▸ **Aim of the exercise**:
Every line in the entries where "None" is found should be copied.

(Saved data entries)
——

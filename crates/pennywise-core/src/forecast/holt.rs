//! Holt's linear method (double exponential smoothing)
//!
//! Tracks a level and a trend component over an oldest-first series and
//! projects one step ahead. The smoothing constants are fixed.

use serde::{Deserialize, Serialize};

use crate::history::History;
use crate::totals::Metric;

/// Level smoothing factor
pub const ALPHA: f64 = 0.5;
/// Trend smoothing factor
pub const BETA: f64 = 0.3;

/// Trends smaller than this (in currency units per step) count as flat
const FLAT_TREND: f64 = 0.005;

/// One-step-ahead forecast
#[derive(Debug, Clone, Copy, PartialEq, Serialize, Deserialize)]
pub struct ForecastResult {
    /// Point forecast for the next period
    pub value: f64,
    /// Estimated change per period
    pub trend: f64,
}

impl ForecastResult {
    pub fn direction(&self) -> TrendDirection {
        if self.trend.abs() < FLAT_TREND {
            TrendDirection::Flat
        } else if self.trend > 0.0 {
            TrendDirection::Rising
        } else {
            TrendDirection::Falling
        }
    }
}

#[derive(Debug, Clone, Copy, PartialEq, Eq, Serialize, Deserialize)]
#[serde(rename_all = "lowercase")]
pub enum TrendDirection {
    Rising,
    Falling,
    Flat,
}

impl TrendDirection {
    pub fn as_str(&self) -> &'static str {
        match self {
            Self::Rising => "rising",
            Self::Falling => "falling",
            Self::Flat => "flat",
        }
    }
}

impl std::fmt::Display for TrendDirection {
    fn fmt(&self, f: &mut std::fmt::Formatter<'_>) -> std::fmt::Result {
        write!(f, "{}", self.as_str())
    }
}

/// Forecast the next value of an oldest-first series.
///
/// Returns `None` with fewer than two observations.
pub fn holt_forecast(series: &[f64]) -> Option<ForecastResult> {
    match series {
        [] | [_] => None,
        [first, last] => {
            let trend = last - first;
            Some(ForecastResult {
                value: last + trend,
                trend,
            })
        }
        [first, second, ..] => {
            let mut level = *first;
            let mut trend = second - first;

            for &y in &series[1..] {
                let prev_level = level;
                level = ALPHA * y + (1.0 - ALPHA) * (prev_level + trend);
                trend = BETA * (level - prev_level) + (1.0 - BETA) * trend;
            }

            Some(ForecastResult {
                value: level + trend,
                trend,
            })
        }
    }
}

/// Forecast an aggregate series read off each period's totals
pub fn forecast_metric(history: &History, metric: Metric) -> Option<ForecastResult> {
    let result = holt_forecast(&history.series(metric));
    tracing::debug!(
        metric = metric.as_str(),
        points = history.len(),
        forecast = ?result.map(|r| r.value),
        "Aggregate forecast"
    );
    result
}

——

▸ **Solution**:
/// Returns `None` with fewer than two observations.
        [] | [_] => None,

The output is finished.